* _Task objective_
Pull every line from the records that has the word "BarcodeText" in it.

[Records from a collection]
****

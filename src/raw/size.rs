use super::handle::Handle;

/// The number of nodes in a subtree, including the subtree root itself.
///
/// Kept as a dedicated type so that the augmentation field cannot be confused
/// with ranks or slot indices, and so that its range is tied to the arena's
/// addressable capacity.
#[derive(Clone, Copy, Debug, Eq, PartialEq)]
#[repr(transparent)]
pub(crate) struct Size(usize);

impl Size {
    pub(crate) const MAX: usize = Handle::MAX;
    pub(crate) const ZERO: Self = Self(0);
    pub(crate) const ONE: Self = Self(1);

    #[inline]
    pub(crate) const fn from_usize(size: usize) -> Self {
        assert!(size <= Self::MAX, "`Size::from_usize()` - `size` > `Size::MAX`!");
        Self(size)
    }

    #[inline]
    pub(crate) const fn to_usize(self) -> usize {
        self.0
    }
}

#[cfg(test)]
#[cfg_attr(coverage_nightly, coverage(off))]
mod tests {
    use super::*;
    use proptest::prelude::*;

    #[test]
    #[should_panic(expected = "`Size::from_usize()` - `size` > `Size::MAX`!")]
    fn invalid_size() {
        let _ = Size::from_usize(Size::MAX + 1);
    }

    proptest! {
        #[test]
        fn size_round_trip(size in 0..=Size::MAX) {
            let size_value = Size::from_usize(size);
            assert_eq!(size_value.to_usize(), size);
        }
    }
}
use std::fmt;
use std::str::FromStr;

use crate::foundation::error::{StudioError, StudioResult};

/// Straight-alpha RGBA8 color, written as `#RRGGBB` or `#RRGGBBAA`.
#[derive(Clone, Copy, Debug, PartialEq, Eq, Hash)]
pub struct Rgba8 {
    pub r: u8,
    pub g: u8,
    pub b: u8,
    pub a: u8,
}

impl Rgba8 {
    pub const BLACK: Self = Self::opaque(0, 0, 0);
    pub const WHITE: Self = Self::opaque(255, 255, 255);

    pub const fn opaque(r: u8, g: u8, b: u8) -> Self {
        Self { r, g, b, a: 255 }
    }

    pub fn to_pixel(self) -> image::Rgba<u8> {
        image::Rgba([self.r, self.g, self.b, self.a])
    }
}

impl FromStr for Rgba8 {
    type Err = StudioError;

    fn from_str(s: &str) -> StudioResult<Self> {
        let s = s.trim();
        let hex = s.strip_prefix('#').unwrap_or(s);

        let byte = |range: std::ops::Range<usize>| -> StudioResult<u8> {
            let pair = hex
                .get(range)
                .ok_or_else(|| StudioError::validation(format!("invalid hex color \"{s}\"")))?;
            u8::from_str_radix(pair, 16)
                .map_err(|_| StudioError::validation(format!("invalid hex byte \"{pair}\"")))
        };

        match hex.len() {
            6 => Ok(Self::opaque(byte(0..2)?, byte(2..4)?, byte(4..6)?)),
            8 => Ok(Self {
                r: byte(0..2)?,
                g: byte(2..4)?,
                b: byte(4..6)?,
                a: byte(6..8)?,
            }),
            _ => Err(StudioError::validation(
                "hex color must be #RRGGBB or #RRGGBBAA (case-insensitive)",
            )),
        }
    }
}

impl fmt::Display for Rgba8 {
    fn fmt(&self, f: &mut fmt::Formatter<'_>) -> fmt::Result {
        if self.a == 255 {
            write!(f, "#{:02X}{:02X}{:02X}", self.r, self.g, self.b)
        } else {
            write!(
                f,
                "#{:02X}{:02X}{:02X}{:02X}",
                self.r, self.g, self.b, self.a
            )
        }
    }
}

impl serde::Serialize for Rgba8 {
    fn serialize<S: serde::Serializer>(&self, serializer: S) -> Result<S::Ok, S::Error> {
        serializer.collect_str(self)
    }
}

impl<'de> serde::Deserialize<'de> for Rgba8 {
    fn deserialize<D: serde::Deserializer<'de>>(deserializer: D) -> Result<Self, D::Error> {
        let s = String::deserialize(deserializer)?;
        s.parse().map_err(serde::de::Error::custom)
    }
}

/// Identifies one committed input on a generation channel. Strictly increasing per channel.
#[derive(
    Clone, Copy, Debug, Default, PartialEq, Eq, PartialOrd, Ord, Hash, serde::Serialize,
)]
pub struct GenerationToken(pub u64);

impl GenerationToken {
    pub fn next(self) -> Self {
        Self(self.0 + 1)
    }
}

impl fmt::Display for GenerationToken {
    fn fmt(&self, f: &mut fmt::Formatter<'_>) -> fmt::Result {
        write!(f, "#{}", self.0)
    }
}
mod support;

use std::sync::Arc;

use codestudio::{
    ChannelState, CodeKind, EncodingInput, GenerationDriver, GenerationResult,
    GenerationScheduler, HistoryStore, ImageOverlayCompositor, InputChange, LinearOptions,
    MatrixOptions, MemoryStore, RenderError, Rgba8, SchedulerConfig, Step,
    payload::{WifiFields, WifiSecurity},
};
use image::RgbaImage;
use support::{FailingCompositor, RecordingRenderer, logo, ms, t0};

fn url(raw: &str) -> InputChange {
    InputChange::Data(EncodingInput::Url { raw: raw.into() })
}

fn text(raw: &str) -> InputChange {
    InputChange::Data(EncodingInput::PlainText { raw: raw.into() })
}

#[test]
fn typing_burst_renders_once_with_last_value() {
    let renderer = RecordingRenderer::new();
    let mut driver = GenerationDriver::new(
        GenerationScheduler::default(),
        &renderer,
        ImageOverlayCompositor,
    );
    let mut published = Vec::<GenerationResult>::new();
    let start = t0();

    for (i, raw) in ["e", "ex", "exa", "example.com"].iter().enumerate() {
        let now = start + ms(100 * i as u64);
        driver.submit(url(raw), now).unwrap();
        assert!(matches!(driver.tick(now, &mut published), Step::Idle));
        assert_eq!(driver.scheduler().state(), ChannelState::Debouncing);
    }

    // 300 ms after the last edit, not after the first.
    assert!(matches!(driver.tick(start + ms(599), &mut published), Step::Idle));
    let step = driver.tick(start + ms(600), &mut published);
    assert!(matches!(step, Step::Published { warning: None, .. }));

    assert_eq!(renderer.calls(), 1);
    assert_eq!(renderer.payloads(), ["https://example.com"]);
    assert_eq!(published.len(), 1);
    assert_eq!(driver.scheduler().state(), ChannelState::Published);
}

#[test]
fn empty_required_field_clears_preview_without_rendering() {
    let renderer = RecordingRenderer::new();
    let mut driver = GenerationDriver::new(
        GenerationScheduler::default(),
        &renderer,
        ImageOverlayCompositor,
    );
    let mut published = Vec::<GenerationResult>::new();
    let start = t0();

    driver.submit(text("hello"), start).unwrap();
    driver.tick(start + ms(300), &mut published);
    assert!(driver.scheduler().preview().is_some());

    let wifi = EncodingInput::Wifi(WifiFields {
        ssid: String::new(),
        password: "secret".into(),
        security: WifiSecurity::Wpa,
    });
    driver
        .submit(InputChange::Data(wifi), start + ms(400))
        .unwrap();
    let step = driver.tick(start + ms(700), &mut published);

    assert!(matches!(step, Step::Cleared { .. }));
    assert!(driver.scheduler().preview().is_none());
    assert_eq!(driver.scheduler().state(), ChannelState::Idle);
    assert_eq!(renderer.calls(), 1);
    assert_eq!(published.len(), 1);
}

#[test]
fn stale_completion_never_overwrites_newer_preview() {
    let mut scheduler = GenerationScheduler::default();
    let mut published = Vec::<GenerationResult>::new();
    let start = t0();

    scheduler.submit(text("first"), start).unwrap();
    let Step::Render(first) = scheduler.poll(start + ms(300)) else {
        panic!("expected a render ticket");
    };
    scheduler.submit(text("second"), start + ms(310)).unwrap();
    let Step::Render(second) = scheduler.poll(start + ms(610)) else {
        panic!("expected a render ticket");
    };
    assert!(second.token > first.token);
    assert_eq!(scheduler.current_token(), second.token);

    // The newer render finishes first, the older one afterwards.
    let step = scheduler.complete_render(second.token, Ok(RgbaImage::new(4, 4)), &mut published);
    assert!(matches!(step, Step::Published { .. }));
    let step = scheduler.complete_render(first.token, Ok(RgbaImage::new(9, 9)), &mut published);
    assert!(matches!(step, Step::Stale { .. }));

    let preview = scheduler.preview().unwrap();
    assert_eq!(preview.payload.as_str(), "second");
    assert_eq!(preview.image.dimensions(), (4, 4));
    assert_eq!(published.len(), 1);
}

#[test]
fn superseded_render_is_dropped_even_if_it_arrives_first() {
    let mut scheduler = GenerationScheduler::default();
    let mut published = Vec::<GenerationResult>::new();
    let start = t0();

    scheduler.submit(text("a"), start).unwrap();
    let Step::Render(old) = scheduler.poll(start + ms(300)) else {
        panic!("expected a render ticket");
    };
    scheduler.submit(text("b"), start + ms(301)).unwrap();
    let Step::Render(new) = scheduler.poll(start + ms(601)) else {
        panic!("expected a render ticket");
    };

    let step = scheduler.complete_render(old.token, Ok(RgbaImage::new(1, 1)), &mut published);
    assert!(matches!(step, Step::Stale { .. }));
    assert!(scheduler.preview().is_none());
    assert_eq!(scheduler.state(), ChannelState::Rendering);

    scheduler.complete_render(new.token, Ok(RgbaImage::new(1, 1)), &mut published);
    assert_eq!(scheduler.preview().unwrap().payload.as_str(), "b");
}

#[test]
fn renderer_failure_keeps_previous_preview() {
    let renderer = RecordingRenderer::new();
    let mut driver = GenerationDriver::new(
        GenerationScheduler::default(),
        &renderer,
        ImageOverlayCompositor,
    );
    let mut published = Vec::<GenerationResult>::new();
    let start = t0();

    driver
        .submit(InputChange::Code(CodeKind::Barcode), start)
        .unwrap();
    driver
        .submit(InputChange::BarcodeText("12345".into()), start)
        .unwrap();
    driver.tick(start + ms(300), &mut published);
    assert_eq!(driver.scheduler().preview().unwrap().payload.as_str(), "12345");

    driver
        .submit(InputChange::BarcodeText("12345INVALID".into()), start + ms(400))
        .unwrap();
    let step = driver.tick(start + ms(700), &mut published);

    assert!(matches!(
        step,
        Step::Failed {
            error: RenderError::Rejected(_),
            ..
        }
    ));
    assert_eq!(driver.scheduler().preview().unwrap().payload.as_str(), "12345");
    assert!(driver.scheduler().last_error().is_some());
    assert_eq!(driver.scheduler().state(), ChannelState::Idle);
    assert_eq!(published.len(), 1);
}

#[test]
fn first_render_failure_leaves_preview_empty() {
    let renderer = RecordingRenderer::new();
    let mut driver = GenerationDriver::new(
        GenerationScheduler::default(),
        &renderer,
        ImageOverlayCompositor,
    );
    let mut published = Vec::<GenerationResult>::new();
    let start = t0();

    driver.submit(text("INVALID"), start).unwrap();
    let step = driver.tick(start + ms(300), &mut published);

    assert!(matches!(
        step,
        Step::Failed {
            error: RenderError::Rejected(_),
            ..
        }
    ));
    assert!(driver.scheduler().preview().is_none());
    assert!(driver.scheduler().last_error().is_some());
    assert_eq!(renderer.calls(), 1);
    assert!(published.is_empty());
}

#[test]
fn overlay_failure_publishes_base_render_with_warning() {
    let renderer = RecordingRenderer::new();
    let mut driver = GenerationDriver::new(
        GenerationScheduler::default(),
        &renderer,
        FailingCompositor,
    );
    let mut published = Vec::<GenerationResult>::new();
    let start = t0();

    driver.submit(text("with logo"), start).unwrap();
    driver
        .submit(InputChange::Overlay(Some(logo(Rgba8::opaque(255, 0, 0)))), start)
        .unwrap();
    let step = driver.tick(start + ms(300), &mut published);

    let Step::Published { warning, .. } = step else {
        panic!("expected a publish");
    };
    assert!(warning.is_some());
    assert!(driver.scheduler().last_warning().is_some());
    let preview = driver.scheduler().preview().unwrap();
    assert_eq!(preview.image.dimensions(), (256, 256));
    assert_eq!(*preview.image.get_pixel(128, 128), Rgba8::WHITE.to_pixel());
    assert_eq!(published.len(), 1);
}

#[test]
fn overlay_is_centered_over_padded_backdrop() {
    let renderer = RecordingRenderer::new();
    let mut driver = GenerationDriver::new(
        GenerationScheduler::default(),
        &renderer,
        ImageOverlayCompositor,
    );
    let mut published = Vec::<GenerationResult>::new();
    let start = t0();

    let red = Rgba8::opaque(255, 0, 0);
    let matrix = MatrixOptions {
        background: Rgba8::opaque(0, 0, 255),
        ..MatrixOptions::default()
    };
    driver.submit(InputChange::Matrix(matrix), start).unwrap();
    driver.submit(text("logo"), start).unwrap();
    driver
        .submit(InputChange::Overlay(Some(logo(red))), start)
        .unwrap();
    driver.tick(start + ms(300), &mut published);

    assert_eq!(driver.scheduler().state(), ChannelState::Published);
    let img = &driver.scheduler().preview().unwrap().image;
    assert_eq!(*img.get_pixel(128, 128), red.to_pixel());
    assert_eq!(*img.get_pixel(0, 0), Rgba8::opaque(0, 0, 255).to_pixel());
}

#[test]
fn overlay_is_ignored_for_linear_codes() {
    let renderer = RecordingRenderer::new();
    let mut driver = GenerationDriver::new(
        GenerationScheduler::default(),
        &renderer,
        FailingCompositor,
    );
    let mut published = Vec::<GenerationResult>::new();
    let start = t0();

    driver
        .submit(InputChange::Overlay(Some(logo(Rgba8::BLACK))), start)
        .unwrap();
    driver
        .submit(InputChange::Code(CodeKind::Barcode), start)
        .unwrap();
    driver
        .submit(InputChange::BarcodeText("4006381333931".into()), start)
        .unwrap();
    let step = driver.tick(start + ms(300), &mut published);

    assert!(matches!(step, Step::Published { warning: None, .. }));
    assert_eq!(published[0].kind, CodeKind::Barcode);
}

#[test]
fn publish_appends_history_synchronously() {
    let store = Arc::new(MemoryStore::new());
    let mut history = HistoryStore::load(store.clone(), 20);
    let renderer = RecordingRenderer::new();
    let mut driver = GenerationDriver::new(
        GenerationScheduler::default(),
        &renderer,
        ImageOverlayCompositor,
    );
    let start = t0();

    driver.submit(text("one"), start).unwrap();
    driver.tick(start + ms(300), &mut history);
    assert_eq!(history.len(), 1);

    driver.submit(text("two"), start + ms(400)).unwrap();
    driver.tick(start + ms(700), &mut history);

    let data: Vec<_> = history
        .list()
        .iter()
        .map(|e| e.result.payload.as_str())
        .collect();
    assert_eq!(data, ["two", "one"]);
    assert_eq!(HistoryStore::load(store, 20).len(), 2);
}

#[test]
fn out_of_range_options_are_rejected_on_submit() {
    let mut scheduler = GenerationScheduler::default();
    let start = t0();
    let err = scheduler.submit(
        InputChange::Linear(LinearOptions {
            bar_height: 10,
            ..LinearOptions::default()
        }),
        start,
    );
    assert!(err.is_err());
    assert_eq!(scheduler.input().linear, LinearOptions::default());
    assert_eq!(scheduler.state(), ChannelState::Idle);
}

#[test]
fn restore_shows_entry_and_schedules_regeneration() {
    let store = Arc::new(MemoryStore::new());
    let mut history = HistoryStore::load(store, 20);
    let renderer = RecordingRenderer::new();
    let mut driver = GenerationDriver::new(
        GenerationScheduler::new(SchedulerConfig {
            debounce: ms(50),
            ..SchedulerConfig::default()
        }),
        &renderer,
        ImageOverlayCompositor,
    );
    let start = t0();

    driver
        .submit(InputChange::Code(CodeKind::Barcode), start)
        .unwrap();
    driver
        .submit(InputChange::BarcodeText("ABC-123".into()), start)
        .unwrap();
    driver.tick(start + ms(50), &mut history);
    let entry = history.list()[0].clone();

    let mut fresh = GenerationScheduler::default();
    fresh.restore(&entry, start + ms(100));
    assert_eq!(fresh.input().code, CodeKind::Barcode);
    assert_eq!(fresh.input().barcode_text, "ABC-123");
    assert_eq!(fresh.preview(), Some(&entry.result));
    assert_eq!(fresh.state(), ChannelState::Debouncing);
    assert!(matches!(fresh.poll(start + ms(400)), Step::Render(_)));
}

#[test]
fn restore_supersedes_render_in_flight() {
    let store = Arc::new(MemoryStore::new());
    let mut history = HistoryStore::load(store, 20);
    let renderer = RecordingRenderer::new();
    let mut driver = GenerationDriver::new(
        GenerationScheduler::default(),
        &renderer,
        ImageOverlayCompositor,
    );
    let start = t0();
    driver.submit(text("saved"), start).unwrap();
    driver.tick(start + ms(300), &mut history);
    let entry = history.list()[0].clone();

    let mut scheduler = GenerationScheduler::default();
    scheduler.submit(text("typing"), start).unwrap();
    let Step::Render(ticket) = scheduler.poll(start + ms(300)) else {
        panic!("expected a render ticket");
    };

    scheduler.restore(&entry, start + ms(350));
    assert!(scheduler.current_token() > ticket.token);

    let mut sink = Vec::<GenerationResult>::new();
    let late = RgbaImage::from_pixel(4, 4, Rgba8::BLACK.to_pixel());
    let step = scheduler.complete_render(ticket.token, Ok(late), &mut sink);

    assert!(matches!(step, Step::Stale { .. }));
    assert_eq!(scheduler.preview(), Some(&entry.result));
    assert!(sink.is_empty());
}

****

* _Written answer_
        .submit(InputChange::BarcodeText("12345".into()), start)
        .submit(InputChange::BarcodeText("12345INVALID".into()), start + ms(400))
        .submit(InputChange::BarcodeText("4006381333931".into()), start)
        .submit(InputChange::BarcodeText("ABC-123".into()), start)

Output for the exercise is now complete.